◆ **ENTRIES PROVIDED**

##############################

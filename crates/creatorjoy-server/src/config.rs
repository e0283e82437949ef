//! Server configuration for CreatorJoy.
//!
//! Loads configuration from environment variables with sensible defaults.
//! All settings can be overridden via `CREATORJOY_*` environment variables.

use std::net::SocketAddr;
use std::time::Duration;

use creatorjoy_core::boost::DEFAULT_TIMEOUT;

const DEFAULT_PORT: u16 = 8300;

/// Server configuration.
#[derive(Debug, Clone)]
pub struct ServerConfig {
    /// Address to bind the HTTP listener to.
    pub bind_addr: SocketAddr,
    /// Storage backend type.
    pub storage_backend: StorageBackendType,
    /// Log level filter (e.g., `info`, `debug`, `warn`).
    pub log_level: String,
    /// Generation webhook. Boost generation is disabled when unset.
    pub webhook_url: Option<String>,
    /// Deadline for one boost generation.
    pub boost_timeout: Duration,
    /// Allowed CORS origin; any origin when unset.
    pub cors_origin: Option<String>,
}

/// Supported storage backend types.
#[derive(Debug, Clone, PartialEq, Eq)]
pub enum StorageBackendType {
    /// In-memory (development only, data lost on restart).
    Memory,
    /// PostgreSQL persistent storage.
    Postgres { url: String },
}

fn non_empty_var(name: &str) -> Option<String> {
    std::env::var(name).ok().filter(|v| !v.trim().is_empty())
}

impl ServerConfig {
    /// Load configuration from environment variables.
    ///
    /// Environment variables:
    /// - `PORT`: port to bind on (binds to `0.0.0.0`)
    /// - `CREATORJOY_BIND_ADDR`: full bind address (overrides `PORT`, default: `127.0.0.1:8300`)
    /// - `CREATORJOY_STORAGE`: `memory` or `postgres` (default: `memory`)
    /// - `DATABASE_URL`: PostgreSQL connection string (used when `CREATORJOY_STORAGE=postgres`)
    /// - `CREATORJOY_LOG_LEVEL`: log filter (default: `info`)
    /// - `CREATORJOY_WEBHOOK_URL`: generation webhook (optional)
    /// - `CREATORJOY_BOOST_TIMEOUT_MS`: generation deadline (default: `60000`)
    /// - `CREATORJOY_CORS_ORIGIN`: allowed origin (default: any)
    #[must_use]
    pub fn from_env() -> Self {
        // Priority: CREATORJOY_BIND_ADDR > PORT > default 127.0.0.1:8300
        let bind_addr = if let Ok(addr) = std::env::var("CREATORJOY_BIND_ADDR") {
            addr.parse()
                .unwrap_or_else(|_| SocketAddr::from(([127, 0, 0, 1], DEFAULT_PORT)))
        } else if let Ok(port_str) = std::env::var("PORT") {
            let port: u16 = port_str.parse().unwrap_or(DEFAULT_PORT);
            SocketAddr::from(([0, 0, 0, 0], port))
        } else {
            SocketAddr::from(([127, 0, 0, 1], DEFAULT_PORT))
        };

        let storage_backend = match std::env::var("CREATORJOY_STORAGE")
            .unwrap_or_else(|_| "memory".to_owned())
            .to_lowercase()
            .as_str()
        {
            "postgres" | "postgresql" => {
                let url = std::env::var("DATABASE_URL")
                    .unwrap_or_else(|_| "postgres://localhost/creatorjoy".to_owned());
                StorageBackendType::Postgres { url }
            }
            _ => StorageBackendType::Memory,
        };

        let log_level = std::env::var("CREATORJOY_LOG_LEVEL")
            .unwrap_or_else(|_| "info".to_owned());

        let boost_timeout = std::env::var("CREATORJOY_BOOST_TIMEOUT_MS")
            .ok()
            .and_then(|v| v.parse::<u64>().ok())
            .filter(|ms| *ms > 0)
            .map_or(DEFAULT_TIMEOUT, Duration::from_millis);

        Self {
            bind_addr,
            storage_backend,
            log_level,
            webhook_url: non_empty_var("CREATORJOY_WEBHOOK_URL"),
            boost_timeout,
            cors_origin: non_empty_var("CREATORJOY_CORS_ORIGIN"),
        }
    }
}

##############################

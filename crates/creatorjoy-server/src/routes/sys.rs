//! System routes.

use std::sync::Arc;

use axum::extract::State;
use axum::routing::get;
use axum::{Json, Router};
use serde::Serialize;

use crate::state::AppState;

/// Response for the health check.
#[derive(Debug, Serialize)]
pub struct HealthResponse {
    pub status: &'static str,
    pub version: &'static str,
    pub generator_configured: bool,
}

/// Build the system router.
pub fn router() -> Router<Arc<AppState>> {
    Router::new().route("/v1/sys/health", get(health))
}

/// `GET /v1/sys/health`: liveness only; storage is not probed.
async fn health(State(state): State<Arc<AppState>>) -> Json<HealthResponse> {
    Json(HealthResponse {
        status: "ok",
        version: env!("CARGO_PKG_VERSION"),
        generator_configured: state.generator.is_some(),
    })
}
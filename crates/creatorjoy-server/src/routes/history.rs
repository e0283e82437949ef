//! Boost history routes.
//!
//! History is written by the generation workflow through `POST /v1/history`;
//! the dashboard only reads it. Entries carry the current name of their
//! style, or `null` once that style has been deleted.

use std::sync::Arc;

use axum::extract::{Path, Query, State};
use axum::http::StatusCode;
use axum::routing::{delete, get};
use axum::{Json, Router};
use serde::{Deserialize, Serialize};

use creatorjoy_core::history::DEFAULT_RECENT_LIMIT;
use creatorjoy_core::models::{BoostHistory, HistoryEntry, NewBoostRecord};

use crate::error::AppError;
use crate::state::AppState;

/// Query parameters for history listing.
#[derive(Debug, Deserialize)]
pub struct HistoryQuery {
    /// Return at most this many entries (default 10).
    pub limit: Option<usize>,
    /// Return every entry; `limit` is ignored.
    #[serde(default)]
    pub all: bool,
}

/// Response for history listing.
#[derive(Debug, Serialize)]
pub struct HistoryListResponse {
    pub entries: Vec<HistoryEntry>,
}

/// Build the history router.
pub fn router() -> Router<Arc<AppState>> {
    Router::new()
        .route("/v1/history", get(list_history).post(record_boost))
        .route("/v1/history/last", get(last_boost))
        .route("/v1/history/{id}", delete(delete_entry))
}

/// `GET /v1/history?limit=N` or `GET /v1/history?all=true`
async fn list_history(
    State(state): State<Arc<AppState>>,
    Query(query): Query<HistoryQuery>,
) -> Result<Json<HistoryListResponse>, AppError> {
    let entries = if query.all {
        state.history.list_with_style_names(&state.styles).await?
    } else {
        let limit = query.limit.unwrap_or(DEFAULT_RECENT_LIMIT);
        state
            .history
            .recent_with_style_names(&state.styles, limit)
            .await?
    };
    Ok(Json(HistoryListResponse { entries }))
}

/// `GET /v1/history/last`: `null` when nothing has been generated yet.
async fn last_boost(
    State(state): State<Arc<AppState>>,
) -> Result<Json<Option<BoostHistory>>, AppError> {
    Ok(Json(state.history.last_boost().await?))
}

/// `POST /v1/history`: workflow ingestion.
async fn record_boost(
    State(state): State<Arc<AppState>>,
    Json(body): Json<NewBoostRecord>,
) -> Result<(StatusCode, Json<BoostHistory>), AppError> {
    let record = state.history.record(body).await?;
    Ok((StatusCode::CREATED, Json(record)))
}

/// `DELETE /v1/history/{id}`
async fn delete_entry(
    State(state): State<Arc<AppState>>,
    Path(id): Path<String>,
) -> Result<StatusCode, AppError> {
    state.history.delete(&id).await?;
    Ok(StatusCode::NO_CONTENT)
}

##############################

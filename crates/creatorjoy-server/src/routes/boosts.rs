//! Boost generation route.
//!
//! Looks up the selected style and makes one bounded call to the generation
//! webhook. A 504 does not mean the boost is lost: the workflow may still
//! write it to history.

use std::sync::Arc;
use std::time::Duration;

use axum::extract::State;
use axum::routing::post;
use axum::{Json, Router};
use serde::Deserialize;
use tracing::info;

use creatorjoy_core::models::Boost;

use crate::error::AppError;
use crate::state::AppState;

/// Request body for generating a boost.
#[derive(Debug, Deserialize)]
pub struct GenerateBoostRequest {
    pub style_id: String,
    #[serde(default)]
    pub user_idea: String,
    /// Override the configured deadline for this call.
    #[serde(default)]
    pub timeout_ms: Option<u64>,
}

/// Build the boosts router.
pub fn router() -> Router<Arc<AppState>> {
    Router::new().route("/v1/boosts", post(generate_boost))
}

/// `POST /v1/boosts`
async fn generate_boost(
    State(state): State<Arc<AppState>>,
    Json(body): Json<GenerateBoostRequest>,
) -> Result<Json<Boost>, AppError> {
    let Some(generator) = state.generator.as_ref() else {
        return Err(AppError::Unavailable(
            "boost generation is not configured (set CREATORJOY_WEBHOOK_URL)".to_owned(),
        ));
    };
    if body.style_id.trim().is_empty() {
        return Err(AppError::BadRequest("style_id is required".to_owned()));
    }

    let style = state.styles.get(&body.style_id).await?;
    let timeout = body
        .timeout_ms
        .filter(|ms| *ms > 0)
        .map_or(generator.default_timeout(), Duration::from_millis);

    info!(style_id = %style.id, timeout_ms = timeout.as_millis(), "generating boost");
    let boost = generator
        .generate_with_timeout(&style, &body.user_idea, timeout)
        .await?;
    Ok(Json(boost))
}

##############################

◆ **YOUR OBJECTIVE**
Report how many lines in the material contain "HistoryListResponse". Write the number and stop.

◆ **WRITTEN REPLY**
3